Dpkg 1.8.x in unstable supports a new dpkg-statoverride mechanism that 
allows the permissions and owners of any file to be overridden, in a
manner that is persistent accross upgrades. We are now ready to begin
the transition from suidmanager to the new mechanism.

Today suidregister 0.50 was installed into unstable. When you upgrade to
this version of suidregister, your /etc/suid.conf file will be imported
into dpkg-statoverride, and removed.

After that, if you install any packages that use suidregister, they
should notice that the suidmanager command does not exist anymore, and
fall back to not using it. We've given a great deal of thought to the
transition, and it should be painless and trouble-free.

Although packages that used to use suidmanager will keep working more or
less all right, they should be updated as soon as possible to no longer 
call suidregister in their postinst and postrm scripts.

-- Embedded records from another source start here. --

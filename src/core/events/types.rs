//! Canonical event types produced by the normalizer.
//!
//! Every source shape is reduced to either a [`CanonicalTranscriptEvent`]
//! (one transcript segment on one channel) or a [`CallLifecycleEvent`]
//! (call start/end/status/metadata change).

use serde::{Deserialize, Serialize};

// =============================================================================
// Channel
// =============================================================================

/// Logical channel a transcript segment belongs to.
#[derive(Debug, Clone, Copy, PartialEq, Eq, Hash, PartialOrd, Ord, Serialize, Deserialize)]
#[serde(rename_all = "SCREAMING_SNAKE_CASE")]
pub enum Channel {
    /// Contact center agent
    Agent,
    /// Customer / caller
    Caller,
    /// Derived assistant output (issues, agent assist answers)
    AgentAssistant,
    /// Matched call categories
    CategoryMatch,
}

impl Channel {
    #[inline]
    pub fn as_str(&self) -> &'static str {
        match self {
            Self::Agent => "AGENT",
            Self::Caller => "CALLER",
            Self::AgentAssistant => "AGENT_ASSISTANT",
            Self::CategoryMatch => "CATEGORY_MATCH",
        }
    }

    /// Map a source participant role onto a channel.
    ///
    /// `CUSTOMER` becomes `CALLER`; everything else is treated as the agent.
    pub fn from_participant_role(role: Option<&str>) -> Self {
        match role.map(|r| r.trim().to_ascii_uppercase()) {
            Some(r) if r == "CUSTOMER" || r == "CALLER" => Self::Caller,
            _ => Self::Agent,
        }
    }

    /// Parse an explicit channel label, falling back to participant-role rules.
    pub fn from_label(label: Option<&str>) -> Self {
        match label.map(|l| l.trim().to_ascii_uppercase()).as_deref() {
            Some("AGENT_ASSISTANT") => Self::AgentAssistant,
            Some("CATEGORY_MATCH") => Self::CategoryMatch,
            other => Self::from_participant_role(other),
        }
    }

    /// Whether segments on this channel are spoken by a call participant.
    #[inline]
    pub fn is_participant(&self) -> bool {
        matches!(self, Self::Agent | Self::Caller)
    }
}

impl std::fmt::Display for Channel {
    fn fmt(&self, f: &mut std::fmt::Formatter<'_>) -> std::fmt::Result {
        f.write_str(self.as_str())
    }
}

// =============================================================================
// Sentiment
// =============================================================================

/// Categorical sentiment label.
#[derive(Debug, Clone, Copy, PartialEq, Eq, Hash, Serialize, Deserialize)]
#[serde(rename_all = "SCREAMING_SNAKE_CASE")]
pub enum SentimentLabel {
    Positive,
    Negative,
    Neutral,
    Mixed,
}

impl SentimentLabel {
    #[inline]
    pub fn as_str(&self) -> &'static str {
        match self {
            Self::Positive => "POSITIVE",
            Self::Negative => "NEGATIVE",
            Self::Neutral => "NEUTRAL",
            Self::Mixed => "MIXED",
        }
    }

    /// Case-insensitive parse. Unknown labels yield `None`.
    pub fn parse(value: &str) -> Option<Self> {
        match value.trim().to_ascii_uppercase().as_str() {
            "POSITIVE" => Some(Self::Positive),
            "NEGATIVE" => Some(Self::Negative),
            "NEUTRAL" => Some(Self::Neutral),
            "MIXED" => Some(Self::Mixed),
            _ => None,
        }
    }
}

/// Raw per-label confidence scores reported by a sentiment scorer.
#[derive(Debug, Clone, Copy, Default, PartialEq, Serialize, Deserialize)]
#[serde(rename_all = "PascalCase", default)]
pub struct SentimentScores {
    pub positive: f64,
    pub negative: f64,
    pub neutral: f64,
    pub mixed: f64,
}

impl SentimentScores {
    /// Scores for a label reported without confidences: full weight on the label.
    pub fn certain(label: SentimentLabel) -> Self {
        let mut scores = Self::default();
        match label {
            SentimentLabel::Positive => scores.positive = 1.0,
            SentimentLabel::Negative => scores.negative = 1.0,
            SentimentLabel::Neutral => scores.neutral = 1.0,
            SentimentLabel::Mixed => scores.mixed = 1.0,
        }
        scores
    }
}

// =============================================================================
// Issues
// =============================================================================

/// Character offsets into a segment's transcript text.
#[derive(Debug, Clone, Copy, PartialEq, Eq, Serialize, Deserialize)]
#[serde(rename_all = "PascalCase")]
pub struct CharacterOffsets {
    pub begin: usize,
    pub end: usize,
}

/// A detected issue span.
#[derive(Debug, Clone, Copy, PartialEq, Eq, Serialize, Deserialize)]
#[serde(rename_all = "PascalCase")]
pub struct IssueDetected {
    pub character_offsets: CharacterOffsets,
}

// =============================================================================
// Canonical Transcript Event
// =============================================================================

/// Default status label carried by transcript segments.
pub const TRANSCRIBING_STATUS: &str = "TRANSCRIBING";

/// Seconds added to derived segments so they sort after their source segment.
pub const DERIVED_SEGMENT_EPSILON_SECS: f64 = 0.001;

/// The normalized, shape-independent transcript segment.
#[derive(Debug, Clone, PartialEq, Serialize, Deserialize)]
#[serde(rename_all = "PascalCase")]
pub struct CanonicalTranscriptEvent {
    pub call_id: String,
    pub channel: Channel,
    pub segment_id: String,
    /// Seconds from the start of the call.
    pub start_time: f64,
    /// Seconds from the start of the call.
    pub end_time: f64,
    pub transcript: String,
    pub is_partial: bool,
    #[serde(default, skip_serializing_if = "Option::is_none")]
    pub sentiment: Option<SentimentLabel>,
    #[serde(default, skip_serializing_if = "Option::is_none")]
    pub sentiment_score: Option<SentimentScores>,
    #[serde(default, skip_serializing_if = "Option::is_none")]
    pub sentiment_weighted: Option<f64>,
    #[serde(default, skip_serializing_if = "Option::is_none")]
    pub issues_detected: Option<Vec<IssueDetected>>,
    pub created_at: String,
    pub expires_after: i64,
    pub status: String,
}

impl CanonicalTranscriptEvent {
    /// Build a derived segment on another channel that trails `self` by the epsilon.
    pub fn derive(&self, channel: Channel, segment_id: String, transcript: String) -> Self {
        Self {
            call_id: self.call_id.clone(),
            channel,
            segment_id,
            start_time: self.start_time,
            end_time: self.end_time + DERIVED_SEGMENT_EPSILON_SECS,
            transcript,
            is_partial: false,
            sentiment: None,
            sentiment_score: None,
            sentiment_weighted: None,
            issues_detected: None,
            created_at: self.created_at.clone(),
            expires_after: self.expires_after,
            status: self.status.clone(),
        }
    }
}

// =============================================================================
// Call Lifecycle Event
// =============================================================================

/// What a lifecycle event asks for.
#[derive(Debug, Clone, PartialEq)]
pub enum LifecycleAction {
    /// Call started
    Start {
        customer_phone_number: Option<String>,
        system_phone_number: Option<String>,
    },
    /// Call ended
    End,
    /// Explicit status label change
    UpdateStatus(String),
    /// Agent assigned
    UpdateAgent(String),
    /// Recording location known
    UpdateRecordingUrl(String),
}

/// A status or metadata event for a call.
#[derive(Debug, Clone, PartialEq)]
pub struct CallLifecycleEvent {
    pub call_id: String,
    pub action: LifecycleAction,
    pub created_at: String,
    pub expires_after: i64,
}

/// Output of the normalizer: one unit of downstream work.
#[derive(Debug, Clone, PartialEq)]
pub enum NormalizedEvent {
    Transcript(CanonicalTranscriptEvent),
    Lifecycle(CallLifecycleEvent),
}

impl NormalizedEvent {
    pub fn call_id(&self) -> &str {
        match self {
            Self::Transcript(event) => &event.call_id,
            Self::Lifecycle(event) => &event.call_id,
        }
    }
}

#[cfg(test)]
mod tests {
    use super::*;

    #[test]
    fn test_participant_role_mapping() {
        assert_eq!(Channel::from_participant_role(Some("CUSTOMER")), Channel::Caller);
        assert_eq!(Channel::from_participant_role(Some("customer")), Channel::Caller);
        assert_eq!(Channel::from_participant_role(Some("AGENT")), Channel::Agent);
        assert_eq!(Channel::from_participant_role(Some("SUPERVISOR")), Channel::Agent);
        assert_eq!(Channel::from_participant_role(None), Channel::Agent);
    }

    #[test]
    fn test_channel_label_parsing() {
        assert_eq!(Channel::from_label(Some("AGENT_ASSISTANT")), Channel::AgentAssistant);
        assert_eq!(Channel::from_label(Some("category_match")), Channel::CategoryMatch);
        assert_eq!(Channel::from_label(Some("CALLER")), Channel::Caller);
        assert_eq!(Channel::from_label(Some("whatever")), Channel::Agent);
    }

    #[test]
    fn test_channel_serializes_screaming_snake() {
        assert_eq!(
            serde_json::to_string(&Channel::AgentAssistant).unwrap(),
            "\"AGENT_ASSISTANT\""
        );
    }

    #[test]
    fn test_canonical_event_field_names() {
        let event = CanonicalTranscriptEvent {
            call_id: "call-1".into(),
            channel: Channel::Caller,
            segment_id: "seg-1".into(),
            start_time: 1.0,
            end_time: 2.5,
            transcript: "hello".into(),
            is_partial: false,
            sentiment: Some(SentimentLabel::Positive),
            sentiment_score: None,
            sentiment_weighted: Some(4.5),
            issues_detected: None,
            created_at: "2024-05-01T12:00:00.000000Z".into(),
            expires_after: 1_700_000_000,
            status: TRANSCRIBING_STATUS.into(),
        };
        let value = serde_json::to_value(&event).unwrap();
        assert_eq!(value["CallId"], "call-1");
        assert_eq!(value["Channel"], "CALLER");
        assert_eq!(value["IsPartial"], false);
        assert_eq!(value["SentimentWeighted"], 4.5);
        assert!(value.get("SentimentScore").is_none());
    }

    #[test]
    fn test_derive_adds_epsilon() {
        let event = CanonicalTranscriptEvent {
            call_id: "c".into(),
            channel: Channel::Caller,
            segment_id: "s".into(),
            start_time: 1.0,
            end_time: 2.0,
            transcript: "my card was charged twice".into(),
            is_partial: false,
            sentiment: Some(SentimentLabel::Negative),
            sentiment_score: None,
            sentiment_weighted: Some(-5.0),
            issues_detected: None,
            created_at: "t".into(),
            expires_after: 0,
            status: TRANSCRIBING_STATUS.into(),
        };
        let derived = event.derive(Channel::AgentAssistant, "s-issue-0".into(), "charged twice".into());
        assert_eq!(derived.channel, Channel::AgentAssistant);
        assert!((derived.end_time - 2.001).abs() < 1e-9);
        assert!(derived.sentiment.is_none());
    }
}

Instead, packages
now can just include suid/sgid binaries in the .deb, and dpkg-statoverride 
will automatically work.

There is one wrinkle: If your package previously used suidmanager, and 
you convert it to not, you should make it Conflicts: suidmanager (<< 0.50).
(The details of why are a little messy; see earlier discussion on
debian-devel.)

For debhelper users: Debhelper 2.2.12, which should be installed tomorrow
(in Incoming now) has been modified to use the new system (just follow the
warning/error messages the new version of dh_suidregister displays.)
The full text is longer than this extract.